# TO DO:
Everything from the first line of the records below through the line containing "pub const FRAME_OVERHEAD: usize = 9;" is to be retyped exactly; leave out the rest.
** Opening MATERIAL SHOWN block **
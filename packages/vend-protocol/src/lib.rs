//! Implementation of the STX/ETX framing protocol spoken by vending machine controllers.
//!
//! Every message exchanged with the machine is a [`Frame`]:
//!
//! | Field      | Size | Encoding |
//! |------------|------|----------|
//! | `start`    | 1    | [`START_MARKER`] |
//! | `length`   | 3    | ASCII decimal, zero-padded: `1 + command + data` |
//! | `index`    | 1    | raw byte |
//! | `command`  | n    | ASCII |
//! | `data`     | m    | ASCII |
//! | `end`      | 1    | [`END_MARKER`] |
//! | `checksum` | 4    | [`ChecksumField`] |
//!
//! There is no escaping, so a frame is found by its start marker and cut out
//! using the length field. [`scan`] does this over a captured buffer and
//! [`FrameBuffer`] does it incrementally as bytes arrive.

#![no_std]

extern crate alloc;

mod buffer;
mod checks;
mod checksum;
mod decode;
mod encode;
mod frame;
mod names;
mod scan;

pub use buffer::FrameBuffer;
pub use checks::FrameChecks;
pub use checksum::{
    CHECKSUM_POLY, Checksum, ChecksumField, ChecksumFit, HexCase, checksum, checksum_update,
};
pub use decode::{Decode, DecodeError, DecodeErrorKind};
pub use encode::{Encode, EncodeError, MessageEncoder};
pub use frame::{DecodedFrame, Frame, decode, encode, read_length_field};
pub use names::UnknownOption;
pub use scan::{FrameScanner, ScanAdvance, scan, scan_with};

/// First byte of every frame.
pub const START_MARKER: u8 = 0x02;

/// Byte separating a frame's payload from its checksum trailer.
pub const END_MARKER: u8 = 0x03;

/// Bytes of a frame not counted by its length field: start marker, length
/// field, end marker and checksum.
pub const FRAME_OVERHEAD: usize = 9;

/// Largest value the three-digit length field can carry.
pub const MAX_LENGTH: usize = 999;
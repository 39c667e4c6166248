//! A [`Connection`] over any async byte stream.
//!
//! [`SerialConnection`](crate::serial::SerialConnection) is this type over a
//! serial port; tests run it over an in-memory pipe.

use std::time::Duration;

use log::{trace, warn};
use thiserror::Error;
use tokio::{
    io::{AsyncRead, AsyncReadExt, AsyncWrite, AsyncWriteExt},
    select,
    time::sleep,
};
use vend_protocol::{decode, DecodeError, DecodedFrame, EncodeError, Frame, FrameBuffer};

use crate::{settings::FrameOptions, ComState, Connection, MachineState};

/// An open connection to a vending machine over a byte stream.
#[derive(Debug)]
pub struct StreamConnection<S> {
    name: String,
    stream: S,
    incoming: FrameBuffer,
    options: FrameOptions,
    com_state: ComState,
    machine_state: MachineState,
}

impl<S: AsyncRead + AsyncWrite + Unpin> StreamConnection<S> {
    pub fn new(name: impl Into<String>, stream: S, options: FrameOptions) -> Self {
        Self {
            name: name.into(),
            stream,
            incoming: FrameBuffer::new(),
            options,
            com_state: ComState::Idle,
            machine_state: MachineState::PowerOn,
        }
    }

    /// Name of the port or pipe this connection talks over.
    pub fn name(&self) -> &str {
        &self.name
    }

    pub fn options(&self) -> &FrameOptions {
        &self.options
    }

    pub fn set_options(&mut self, options: FrameOptions) {
        self.options = options;
    }

    pub fn get_ref(&self) -> &S {
        &self.stream
    }

    pub fn get_mut(&mut self) -> &mut S {
        &mut self.stream
    }

    /// Number of received bytes not yet part of a complete frame.
    pub fn buffered(&self) -> usize {
        self.incoming.len()
    }

    /// Drops any partially received frame and returns the line to idle.
    pub fn clear_incoming(&mut self) {
        self.incoming.clear();
        if self.com_state.is_busy() {
            self.com_state = ComState::Idle;
        }
    }

    /// Shuts the stream down. Later sends fail with [`SerialError::Closed`].
    pub async fn close(&mut self) -> Result<(), SerialError> {
        self.machine_state = MachineState::PowerOff;
        self.com_state = ComState::Idle;
        self.incoming.clear();
        self.stream.shutdown().await?;
        Ok(())
    }

    async fn write_frame(&mut self, encoded: &[u8]) -> std::io::Result<()> {
        self.stream.write_all(encoded).await?;
        self.stream.flush().await
    }

    /// Reads until a complete frame passing the configured checks is buffered.
    async fn receive_frame(&mut self) -> Result<DecodedFrame, SerialError> {
        let mut chunk = [0u8; 256];

        loop {
            match self.incoming.next_frame() {
                Ok(Some(raw)) => {
                    trace!("received frame: {:02x?}", &raw[..]);

                    let frame = decode(&raw)?;
                    match frame.check(self.options.checks) {
                        Ok(()) => return Ok(frame),
                        Err(e) => warn!("Skipping frame that failed checks: {}", e),
                    }
                }
                Ok(None) => {
                    let read = self.stream.read(&mut chunk).await?;
                    if read == 0 {
                        return Err(SerialError::Closed);
                    }
                    trace!("read {} bytes: {:02x?}", read, &chunk[..read]);
                    self.incoming.extend(&chunk[..read]);
                }
                Err(e) => warn!("Discarding malformed frame: {}", e),
            }
        }
    }
}

impl<S: AsyncRead + AsyncWrite + Unpin> Connection for StreamConnection<S> {
    type Error = SerialError;

    fn com_state(&self) -> ComState {
        self.com_state
    }

    fn machine_state(&self) -> MachineState {
        self.machine_state
    }

    async fn send(&mut self, frame: &Frame) -> Result<(), SerialError> {
        if !self.machine_state.is_powered() {
            return Err(SerialError::Closed);
        }

        let encoded = frame.to_bytes(self.options.hex_case);
        trace!("sent frame: {:02x?}", encoded);

        self.com_state = ComState::Transmit;
        if let Err(e) = self.write_frame(&encoded).await {
            self.com_state = ComState::BusyOnTransmit;
            return Err(SerialError::IoError(e));
        }

        self.com_state = ComState::Idle;
        self.machine_state = MachineState::Busy;
        Ok(())
    }

    async fn recv(&mut self, timeout: Duration) -> Result<DecodedFrame, SerialError> {
        if !self.machine_state.is_powered() {
            return Err(SerialError::Closed);
        }

        self.com_state = ComState::Receive;

        // Return an error if no frame is received within the timeout
        let result = select! {
            result = self.receive_frame() => result,
            _ = sleep(timeout) => Err(SerialError::Timeout),
        };

        self.com_state = match &result {
            Err(_) if !self.incoming.is_empty() => ComState::BusyOnReceive,
            _ => ComState::Idle,
        };
        if result.is_ok() {
            self.machine_state = MachineState::PowerOn;
        }

        result
    }
}

#[derive(Error, Debug)]
pub enum SerialError {
    #[error("IO Error: {0}")]
    IoError(#[from] std::io::Error),

    #[error("Frame decoding error: {0}")]
    DecodeError(#[from] DecodeError),

    #[error("Frame encoding error: {0}")]
    EncodeError(#[from] EncodeError),

    #[error("Frame timeout")]
    Timeout,

    #[error("Connection is closed")]
    Closed,

    #[cfg(feature = "serial")]
    #[error("Serialport Error")]
    SerialportError(#[from] tokio_serial::Error),

    #[error("No serial ports found")]
    NoPorts,

    #[error("Serial ports cannot be opened with {setting} set to {value}")]
    UnsupportedSetting {
        setting: &'static str,
        value: String,
    },
}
** Closing MATERIAL SHOWN block **
# SOLVED EXERCISE:
filename packages/vend-protocol/src/lib.rs
//! Implementation of the STX/ETX framing protocol spoken by vending machine controllers.
//!
//! Every message exchanged with the machine is a [`Frame`]:
//!
//! | Field      | Size | Encoding |
//! |------------|------|----------|
//! | `start`    | 1    | [`START_MARKER`] |
//! | `length`   | 3    | ASCII decimal, zero-padded: `1 + command + data` |
//! | `index`    | 1    | raw byte |
//! | `command`  | n    | ASCII |
//! | `data`     | m    | ASCII |
//! | `end`      | 1    | [`END_MARKER`] |
//! | `checksum` | 4    | [`ChecksumField`] |
//!
//! There is no escaping, so a frame is found by its start marker and cut out
//! using the length field. [`scan`] does this over a captured buffer and
//! [`FrameBuffer`] does it incrementally as bytes arrive.

#![no_std]

extern crate alloc;

mod buffer;
mod checks;
mod checksum;
mod decode;
mod encode;
mod frame;
mod names;
mod scan;

pub use buffer::FrameBuffer;
pub use checks::FrameChecks;
pub use checksum::{
    CHECKSUM_POLY, Checksum, ChecksumField, ChecksumFit, HexCase, checksum, checksum_update,
};
pub use decode::{Decode, DecodeError, DecodeErrorKind};
pub use encode::{Encode, EncodeError, MessageEncoder};
pub use frame::{DecodedFrame, Frame, decode, encode, read_length_field};
pub use names::UnknownOption;
pub use scan::{FrameScanner, ScanAdvance, scan, scan_with};

/// First byte of every frame.
pub const START_MARKER: u8 = 0x02;

/// Byte separating a frame's payload from its checksum trailer.
pub const END_MARKER: u8 = 0x03;

/// Bytes of a frame not counted by its length field: start marker, length
/// field, end marker and checksum.
pub const FRAME_OVERHEAD: usize = 9;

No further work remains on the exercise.